Cross-CCMD Coordination. Once common awareness is established, the joint force should be stressed to use that information in a coordinated fashion against the adversary. Hence, a third training objective to improve cross-CCMD coordination is needed to bridge the gap from information to action. In the joint concept on rapid aggregation, the J7 recommends that CCMDs become increasingly collaborative and interdependent in both planning and execution: “They must expand virtual and physical collaboration among commands to allow for shared situational understanding and for the collective capacity of multiple commands to quickly combine and solve problems.”18
Communications Systems Stress. Finally, each TCE should stress communication systems. An exercise could then validate communications systems architecture, including satellites, information servers, multinational collaboration networks, and email services, when all CCMDs are straining communications infrastructure simultaneously. Admiral Tidd capitalized on a unique opportunity to stress-test communications when he found himself required to travel for other obligations during PANAMAX 2016, an exercise that brings together land, sea, and air forces in a joint and combined operation focused on defending the Panama Canal. The staff coordinated multiple video teleconferences that patched into Joint Training Center Norfolk headquarters and CENTRIXS from a variety of locations, including one occurrence while airborne. This unintended inject, though fraught with challenges, provided great realistic training and lessons learned to the CCMD.
A proposed TCE could only satisfy the four proposed training objectives with full participation from the primary training audience. Full participation is needed to test a variety of dilemmas that leaders may face, such as how the CJCS and Secretary will prioritize assets to CCMDs when every CCMD would be making requests at the same time for the same challenge or threat. Conducting this exercise once every 2 years would efficiently train key leaders and their staffs during their command tenures and provide valuable lessons learned to improve the ability to fight transregionally.
Challenges
Too Hard to Integrate with Existing Exercises. Some may say a biennial exercise that includes all GCCMDs and FCCMDs is unrealistic given the often frantic operations tempo and fiscal constraints that burden DOD. At present, this is true. However, reevaluating existing exercises and either canceling or integrating them into the capstone exercise could alleviate much of the additional burden of a new mandatory requirement for the Joint Staff and CCMDs. Development of a TCE should follow the lessons learned from the North Atlantic Treaty Organization (NATO). In the wake of the Crimea crisis, NATO quickly went from about 100 to 300 exercises per year and reached the limit of the Allies’ ability to support them. Instead of adding additional exercises, NATO is now focused on increasing their realism, flexibility, and robustness. This change in thinking has allowed for NATO to plan and execute faster.19 Likewise, a TCE provides an opportunity for combatant commanders to set aside redundant training exercises while keeping the intent of higher guidance providing a “less-is-more” training option for the CCMD.

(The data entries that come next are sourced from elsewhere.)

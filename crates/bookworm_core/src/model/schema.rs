//! Entity schema declarations and attribute type checks.
//!
//! # Responsibility
//! - Describe, per entity type, the ordered attribute list with kinds,
//!   defaults, constraints and display fallbacks.
//! - Check candidate values against an attribute before they reach a record.
//!
//! # Invariants
//! - Schemas are declared as `static` items and never change at runtime.
//! - `Null` is accepted for every attribute; requiredness is enforced at save.
//! - Empty text is accepted for non-required constrained text attributes.

use crate::model::record::RecordId;
use serde::{Deserialize, Serialize};
use std::error::Error;
use std::fmt::{Display, Formatter};

/// Storage/type kind for one attribute.
#[derive(Debug, Clone, Copy, PartialEq, Eq)]
pub enum AttributeKind {
    Text,
    Integer,
    /// Unix epoch milliseconds.
    Date,
    /// Foreign-key-style reference to a record of the named entity.
    Reference(&'static str),
}

impl AttributeKind {
    /// Stable lowercase label used in error messages and logs.
    pub fn label(self) -> &'static str {
        match self {
            Self::Text => "text",
            Self::Integer => "integer",
            Self::Date => "date",
            Self::Reference(_) => "reference",
        }
    }

    /// Empty sentinel used to initialize fresh records.
    pub fn empty_value(self) -> AttributeValue {
        match self {
            Self::Text => AttributeValue::Text(String::new()),
            Self::Integer => AttributeValue::Integer(0),
            Self::Date | Self::Reference(_) => AttributeValue::Null,
        }
    }
}

/// One attribute value.
///
/// Serialized as `{"kind": "...", "value": ...}` so persisted rows can be
/// checked against the schema on load.
#[derive(Debug, Clone, PartialEq, Eq, Serialize, Deserialize)]
#[serde(tag = "kind", content = "value", rename_all = "snake_case")]
pub enum AttributeValue {
    Null,
    Text(String),
    Integer(i64),
    Date(i64),
    Reference(RecordId),
}

impl AttributeValue {
    /// Convenience constructor for text values.
    pub fn text(value: impl Into<String>) -> Self {
        Self::Text(value.into())
    }

    /// Returns whether this value counts as missing for sorting purposes.
    pub fn is_empty(&self) -> bool {
        match self {
            Self::Null => true,
            Self::Text(value) => value.is_empty(),
            _ => false,
        }
    }

    /// Returns whether this value counts as missing for required checks.
    ///
    /// Text is trimmed before the check.
    pub fn is_blank(&self) -> bool {
        match self {
            Self::Null => true,
            Self::Text(value) => value.trim().is_empty(),
            _ => false,
        }
    }

    pub fn as_text(&self) -> Option<&str> {
        match self {
            Self::Text(value) => Some(value.as_str()),
            _ => None,
        }
    }

    pub fn as_integer(&self) -> Option<i64> {
        match self {
            Self::Integer(value) => Some(*value),
            _ => None,
        }
    }

    pub fn as_reference(&self) -> Option<RecordId> {
        match self {
            Self::Reference(id) => Some(*id),
            _ => None,
        }
    }

    fn label(&self) -> &'static str {
        match self {
            Self::Null => "null",
            Self::Text(_) => "text",
            Self::Integer(_) => "integer",
            Self::Date(_) => "date",
            Self::Reference(_) => "reference",
        }
    }

    fn matches(&self, kind: AttributeKind) -> bool {
        matches!(
            (self, kind),
            (Self::Null, _)
                | (Self::Text(_), AttributeKind::Text)
                | (Self::Integer(_), AttributeKind::Integer)
                | (Self::Date(_), AttributeKind::Date)
                | (Self::Reference(_), AttributeKind::Reference(_))
        )
    }
}

impl Display for AttributeValue {
    fn fmt(&self, f: &mut Formatter<'_>) -> std::fmt::Result {
        match self {
            Self::Null => Ok(()),
            Self::Text(value) => write!(f, "{value}"),
            Self::Integer(value) | Self::Date(value) => write!(f, "{value}"),
            Self::Reference(id) => write!(f, "{id}"),
        }
    }
}

/// Value constraint beyond the attribute kind.
#[derive(Debug, Clone, Copy, PartialEq, Eq)]
pub enum Constraint {
    /// Inclusive integer range.
    Range { min: i64, max: i64 },
    /// Text must be one of the listed choices.
    OneOf(&'static [&'static str]),
}

/// Declaration of one attribute on an entity.
#[derive(Debug, Clone, Copy, PartialEq, Eq)]
pub struct AttributeDef {
    pub name: &'static str,
    pub kind: AttributeKind,
    /// Must be non-blank at save time.
    pub required: bool,
    /// Text comparisons in views ignore ASCII and Unicode case.
    pub case_insensitive: bool,
    pub constraint: Option<Constraint>,
    /// Display text used when the stored value is empty.
    pub fallback: Option<&'static str>,
}

impl AttributeDef {
    pub const fn new(name: &'static str, kind: AttributeKind) -> Self {
        Self {
            name,
            kind,
            required: false,
            case_insensitive: false,
            constraint: None,
            fallback: None,
        }
    }

    pub const fn text(name: &'static str) -> Self {
        Self::new(name, AttributeKind::Text)
    }

    pub const fn integer(name: &'static str) -> Self {
        Self::new(name, AttributeKind::Integer)
    }

    pub const fn date(name: &'static str) -> Self {
        Self::new(name, AttributeKind::Date)
    }

    pub const fn reference(name: &'static str, entity: &'static str) -> Self {
        Self::new(name, AttributeKind::Reference(entity))
    }

    pub const fn required(mut self) -> Self {
        self.required = true;
        self
    }

    pub const fn case_insensitive(mut self) -> Self {
        self.case_insensitive = true;
        self
    }

    pub const fn range(mut self, min: i64, max: i64) -> Self {
        self.constraint = Some(Constraint::Range { min, max });
        self
    }

    pub const fn one_of(mut self, choices: &'static [&'static str]) -> Self {
        self.constraint = Some(Constraint::OneOf(choices));
        self
    }

    pub const fn fallback(mut self, text: &'static str) -> Self {
        self.fallback = Some(text);
        self
    }
}

/// Rejected attribute name or value.
#[derive(Debug, Clone, PartialEq, Eq)]
pub enum AttributeError {
    /// Attribute is not declared on the entity.
    Unknown {
        entity: &'static str,
        attribute: String,
    },
    /// Value kind does not match the declared kind.
    TypeMismatch {
        entity: &'static str,
        attribute: &'static str,
        expected: &'static str,
        found: &'static str,
    },
    /// Integer outside the declared range.
    OutOfRange {
        entity: &'static str,
        attribute: &'static str,
        value: i64,
        min: i64,
        max: i64,
    },
    /// Text not among the declared choices.
    NotAllowed {
        entity: &'static str,
        attribute: &'static str,
        value: String,
    },
}

impl AttributeError {
    /// Name of the offending attribute.
    pub fn attribute(&self) -> &str {
        match self {
            Self::Unknown { attribute, .. } => attribute.as_str(),
            Self::TypeMismatch { attribute, .. }
            | Self::OutOfRange { attribute, .. }
            | Self::NotAllowed { attribute, .. } => attribute,
        }
    }
}

impl Display for AttributeError {
    fn fmt(&self, f: &mut Formatter<'_>) -> std::fmt::Result {
        match self {
            Self::Unknown { entity, attribute } => {
                write!(f, "entity `{entity}` has no attribute `{attribute}`")
            }
            Self::TypeMismatch {
                entity,
                attribute,
                expected,
                found,
            } => write!(
                f,
                "attribute `{entity}.{attribute}` expects {expected}, got {found}"
            ),
            Self::OutOfRange {
                entity,
                attribute,
                value,
                min,
                max,
            } => write!(
                f,
                "attribute `{entity}.{attribute}` must be within {min}..={max}, got {value}"
            ),
            Self::NotAllowed {
                entity,
                attribute,
                value,
            } => write!(
                f,
                "attribute `{entity}.{attribute}` does not accept `{value}`"
            ),
        }
    }
}

impl Error for AttributeError {}

/// Static declaration of one entity type.
#[derive(Debug, PartialEq, Eq)]
pub struct EntitySchema {
    pub name: &'static str,
    pub attributes: &'static [AttributeDef],
}

impl EntitySchema {
    /// Position of `attribute` in the declared attribute order.
    pub fn index_of(&self, attribute: &str) -> Option<usize> {
        self.attributes.iter().position(|def| def.name == attribute)
    }

    /// Looks up one attribute declaration.
    pub fn attribute(
        &self,
        attribute: &str,
    ) -> Result<(usize, &'static AttributeDef), AttributeError> {
        let attributes: &'static [AttributeDef] = self.attributes;
        attributes
            .iter()
            .enumerate()
            .find(|(_, def)| def.name == attribute)
            .ok_or_else(|| AttributeError::Unknown {
                entity: self.name,
                attribute: attribute.to_string(),
            })
    }

    /// Checks that `value` may be stored in `attribute`.
    ///
    /// Returns the attribute position on success.
    pub fn check_value(
        &self,
        attribute: &str,
        value: &AttributeValue,
    ) -> Result<usize, AttributeError> {
        let (index, def) = self.attribute(attribute)?;
        if !value.matches(def.kind) {
            return Err(AttributeError::TypeMismatch {
                entity: self.name,
                attribute: def.name,
                expected: def.kind.label(),
                found: value.label(),
            });
        }

        match (def.constraint, value) {
            (Some(Constraint::Range { min, max }), AttributeValue::Integer(number))
                if *number < min || *number > max =>
            {
                Err(AttributeError::OutOfRange {
                    entity: self.name,
                    attribute: def.name,
                    value: *number,
                    min,
                    max,
                })
            }
            (Some(Constraint::OneOf(choices)), AttributeValue::Text(text))
                if !text.is_empty() && !choices.iter().any(|choice| *choice == text.as_str()) =>
            {
                Err(AttributeError::NotAllowed {
                    entity: self.name,
                    attribute: def.name,
                    value: text.clone(),
                })
            }
            _ => Ok(index),
        }
    }
}

/// Registry of entity schemas known to one store.
#[derive(Debug, Clone)]
pub struct Schema {
    entities: Vec<&'static EntitySchema>,
}

impl Schema {
    pub fn new(entities: Vec<&'static EntitySchema>) -> Self {
        Self { entities }
    }

    /// Schema with every Bookworm entity registered.
    pub fn bookworm() -> Self {
        Self::new(vec![&crate::model::book::BOOK, &crate::model::book::STUDENT])
    }

    pub fn entity(&self, name: &str) -> Option<&'static EntitySchema> {
        self.entities.iter().copied().find(|entity| entity.name == name)
    }

    pub fn entities(&self) -> &[&'static EntitySchema] {
        &self.entities
    }
}
//! Record context: identity map, staged mutations and live views.
//!
//! # Responsibility
//! - Own the working set of records for one logical session.
//! - Stage create/mutate/delete and push each change to bound views
//!   before returning.
//! - Hand staged changes to the save coordinator (`save` submodule).
//!
//! # Invariants
//! - Record ids are unique within a context across every state transition.
//! - Mutations are rejected with `SaveInProgress` while a save is in flight.
//! - Only entities declared in the context schema can be created, so every
//!   saved row can be loaded again with the same schema.
//! - Views never observe staged deletions.
//! - A context is confined to one thread; only `PendingSave` crosses threads.

mod identity;
pub mod save;

use crate::model::record::{Record, RecordId, RecordSnapshot, RecordState};
use crate::model::schema::{AttributeError, AttributeValue, EntitySchema, Schema};
use crate::store::{RecordStore, StoreError};
use crate::view::{RecordLookup, ViewDefinition, ViewHandle, ViewRegistry};
use identity::IdentityMap;
use log::{debug, info};
use std::error::Error;
use std::fmt::{Display, Formatter};
use std::sync::atomic::{AtomicU64, Ordering};
use std::sync::Arc;
use std::time::Instant;

pub use save::{
    PendingSave, SaveError, SaveOutcome, SaveSummary, ValidationIssue, ValidationProblem,
};

static NEXT_CONTEXT_ID: AtomicU64 = AtomicU64::new(1);

pub type ContextResult<T> = Result<T, ContextError>;

/// Errors from context mutations and loading.
#[derive(Debug)]
pub enum ContextError {
    /// Attribute is unknown or value does not satisfy its type constraint.
    InvalidAttribute(AttributeError),
    /// Handle is not (or no longer) present in the identity map.
    UnknownRecord(RecordId),
    /// Entity is not declared in the context schema.
    UnknownEntity(&'static str),
    /// A save is in flight; retry after it finishes.
    SaveInProgress,
    /// Loading durable records failed.
    Store(StoreError),
}

impl Display for ContextError {
    fn fmt(&self, f: &mut Formatter<'_>) -> std::fmt::Result {
        match self {
            Self::InvalidAttribute(err) => write!(f, "invalid attribute: {err}"),
            Self::UnknownRecord(id) => write!(f, "unknown record: {id}"),
            Self::UnknownEntity(name) => write!(f, "entity `{name}` is not in the schema"),
            Self::SaveInProgress => write!(f, "a save is in progress"),
            Self::Store(err) => write!(f, "{err}"),
        }
    }
}

impl Error for ContextError {
    fn source(&self) -> Option<&(dyn Error + 'static)> {
        match self {
            Self::InvalidAttribute(err) => Some(err),
            Self::Store(err) => Some(err),
            Self::UnknownRecord(_) | Self::UnknownEntity(_) | Self::SaveInProgress => None,
        }
    }
}

impl From<AttributeError> for ContextError {
    fn from(value: AttributeError) -> Self {
        Self::InvalidAttribute(value)
    }
}

impl From<StoreError> for ContextError {
    fn from(value: StoreError) -> Self {
        Self::Store(value)
    }
}

/// Staging area for one logical session over a record store.
pub struct Context<S: RecordStore> {
    id: u64,
    store: Arc<S>,
    schema: Schema,
    records: IdentityMap,
    views: ViewRegistry,
    next_seq: u64,
    next_save_id: u64,
    /// Id of the save in flight, `0` when idle. Shared with its `PendingSave`.
    save_lock: Arc<AtomicU64>,
}

impl<S: RecordStore> Context<S> {
    /// Loads every durable record of `schema` from `store` as `Clean`.
    pub fn open(store: Arc<S>, schema: Schema) -> ContextResult<Self> {
        let started_at = Instant::now();
        let loaded = store.load_all(&schema)?;

        let mut records = IdentityMap::default();
        let mut next_seq = 0;
        for record in loaded {
            next_seq = next_seq.max(record.seq() + 1);
            records.insert_clean(record);
        }

        let context = Self {
            id: NEXT_CONTEXT_ID.fetch_add(1, Ordering::Relaxed),
            store,
            schema,
            records,
            views: ViewRegistry::default(),
            next_seq,
            next_save_id: 0,
            save_lock: Arc::new(AtomicU64::new(0)),
        };
        info!(
            "event=context_open module=context status=ok context_id={} records={} duration_ms={}",
            context.id,
            context.records.len(),
            started_at.elapsed().as_millis()
        );
        Ok(context)
    }

    pub fn store(&self) -> &Arc<S> {
        &self.store
    }

    pub fn schema(&self) -> &Schema {
        &self.schema
    }

    /// Allocates a new `Inserted` record with empty attribute values.
    pub fn create(&mut self, entity: &'static EntitySchema) -> ContextResult<RecordId> {
        self.ensure_idle()?;
        if !self
            .schema
            .entity(entity.name)
            .is_some_and(|declared| std::ptr::eq(declared, entity))
        {
            return Err(ContextError::UnknownEntity(entity.name));
        }

        let record = Record::new(entity, self.next_seq);
        self.next_seq += 1;
        let id = record.id();
        self.records.insert_new(record);
        self.views.record_changed(id, &self.records);

        debug!(
            "event=record_create module=context status=ok entity={} record_id={}",
            entity.name, id
        );
        Ok(id)
    }

    /// Sets one attribute on a live record.
    ///
    /// `Clean` records become `Modified`; setting an equal value is a no-op.
    pub fn mutate(
        &mut self,
        id: RecordId,
        attribute: &str,
        value: AttributeValue,
    ) -> ContextResult<()> {
        self.ensure_idle()?;
        let entry = self
            .records
            .get_mut(&id)
            .filter(|entry| entry.state != RecordState::Deleted)
            .ok_or(ContextError::UnknownRecord(id))?;

        if !entry.record.set(attribute, value)? {
            return Ok(());
        }
        if entry.state == RecordState::Clean {
            entry.state = RecordState::Modified;
        }
        self.views.record_changed(id, &self.records);

        debug!(
            "event=record_mutate module=context status=ok record_id={} attribute={}",
            id, attribute
        );
        Ok(())
    }

    /// Removes a record from every view and stages its deletion.
    ///
    /// Records never saved are dropped from the map immediately.
    pub fn delete(&mut self, id: RecordId) -> ContextResult<()> {
        self.ensure_idle()?;
        let entry = self
            .records
            .get_mut(&id)
            .filter(|entry| entry.state != RecordState::Deleted)
            .ok_or(ContextError::UnknownRecord(id))?;

        let staged = entry.state != RecordState::Inserted;
        if staged {
            entry.state = RecordState::Deleted;
        } else {
            self.records.remove(&id);
        }
        self.views.record_removed(id);

        debug!(
            "event=record_delete module=context status=ok record_id={} staged={}",
            id, staged
        );
        Ok(())
    }

    /// Snapshot of a live record.
    pub fn get(&self, id: RecordId) -> Option<RecordSnapshot> {
        self.records.live_record(&id).map(Record::snapshot)
    }

    /// Live record by id.
    pub fn record(&self, id: RecordId) -> Option<&Record> {
        self.records.live_record(&id)
    }

    /// Staging state of any record in the map, including staged deletions.
    pub fn state(&self, id: RecordId) -> Option<RecordState> {
        self.records.get(&id).map(|entry| entry.state)
    }

    /// Every record in the map with its state, in insertion order.
    pub fn snapshot(&self) -> Vec<(RecordId, RecordState)> {
        self.records
            .ordered()
            .into_iter()
            .map(|entry| (entry.record.id(), entry.state))
            .collect()
    }

    /// Returns whether any record is staged.
    pub fn has_changes(&self) -> bool {
        self.records.has_staged()
    }

    /// Returns whether a save holds the context lock.
    pub fn is_saving(&self) -> bool {
        self.save_lock.load(Ordering::Acquire) != 0
    }

    /// Reverts all staged changes to the last durable baseline.
    ///
    /// Every view is rebuilt and receives a `Reset` event.
    pub fn discard_changes(&mut self) -> ContextResult<usize> {
        self.ensure_idle()?;
        let reverted = self.records.discard_staged();
        self.views.rebuild_all(&self.records);
        info!(
            "event=context_discard module=context status=ok context_id={} reverted={}",
            self.id, reverted
        );
        Ok(reverted)
    }

    /// Defines a live view bound to this context.
    pub fn define_view(&mut self, definition: &ViewDefinition) -> ContextResult<ViewHandle> {
        let query = definition.compile()?;
        Ok(self.views.register(query, &self.records))
    }

    /// Current contents of `view` as record snapshots.
    pub fn view_records(&self, view: &ViewHandle) -> Vec<RecordSnapshot> {
        view.ids()
            .iter()
            .filter_map(|id| self.records.live_record(id))
            .map(Record::snapshot)
            .collect()
    }

    /// Number of views still held by callers.
    pub fn live_views(&self) -> usize {
        self.views.live_count()
    }

    fn ensure_idle(&self) -> ContextResult<()> {
        if self.is_saving() {
            debug!(
                "event=context_busy module=context status=rejected context_id={}",
                self.id
            );
            return Err(ContextError::SaveInProgress);
        }
        Ok(())
    }
}

#[cfg(test)]
mod tests {
    use super::{Context, ContextError};
    use crate::model::book::BOOK;
    use crate::model::record::RecordState;
    use crate::model::schema::{AttributeDef, AttributeValue, EntitySchema, Schema};
    use crate::store::sqlite::SqliteRecordStore;
    use std::sync::Arc;

    static NOTE: EntitySchema = EntitySchema {
        name: "Note",
        attributes: &[AttributeDef::text("body")],
    };

    fn context() -> Context<SqliteRecordStore> {
        let store = Arc::new(SqliteRecordStore::open_in_memory().unwrap());
        Context::open(store, Schema::bookworm()).unwrap()
    }

    #[test]
    fn create_rejects_entities_missing_from_schema() {
        let mut context = context();
        let err = context.create(&NOTE).unwrap_err();
        assert!(matches!(err, ContextError::UnknownEntity("Note")));
        assert!(context.schema().entity("Note").is_none());
        assert!(!context.has_changes());
    }

    #[test]
    fn mutate_with_equal_value_keeps_state() {
        let mut context = context();
        let id = context.create(&BOOK).unwrap();
        context.mutate(id, "rating", AttributeValue::Integer(0)).unwrap();
        assert_eq!(context.state(id), Some(RecordState::Inserted));
    }

    #[test]
    fn mutate_rejects_staged_deletion() {
        let mut context = context();
        let id = context.create(&BOOK).unwrap();
        context.mutate(id, "title", AttributeValue::text("Kept")).unwrap();
        context.save().unwrap();
        context.delete(id).unwrap();

        let err = context
            .mutate(id, "title", AttributeValue::text("Late"))
            .unwrap_err();
        assert!(matches!(err, ContextError::UnknownRecord(found) if found == id));
        assert_eq!(context.state(id), Some(RecordState::Deleted));
    }

    #[test]
    fn sequence_continues_after_reload() {
        let store = Arc::new(SqliteRecordStore::open_in_memory().unwrap());
        let mut first = Context::open(store.clone(), Schema::bookworm()).unwrap();
        let id = first.create(&BOOK).unwrap();
        first.mutate(id, "title", AttributeValue::text("A")).unwrap();
        first.mutate(id, "author", AttributeValue::text("B")).unwrap();
        first.save().unwrap();

        let mut second = Context::open(store, Schema::bookworm()).unwrap();
        let next = second.create(&BOOK).unwrap();
        assert!(second.record(next).unwrap().seq() > second.record(id).unwrap().seq());
    }
}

The first full biennial capstone exercise should not be executed until 2020 to provide planners adequate lead time to plan and schedule the exercise across DOD. Furthermore, a TCE would have to be assigned priority event status to ensure prioritization throughout DOD. Once scheduled far in advance, planners should be able to schedule other events around an established battle rhythm that runs a TCE every other year, on even years, starting in 2020.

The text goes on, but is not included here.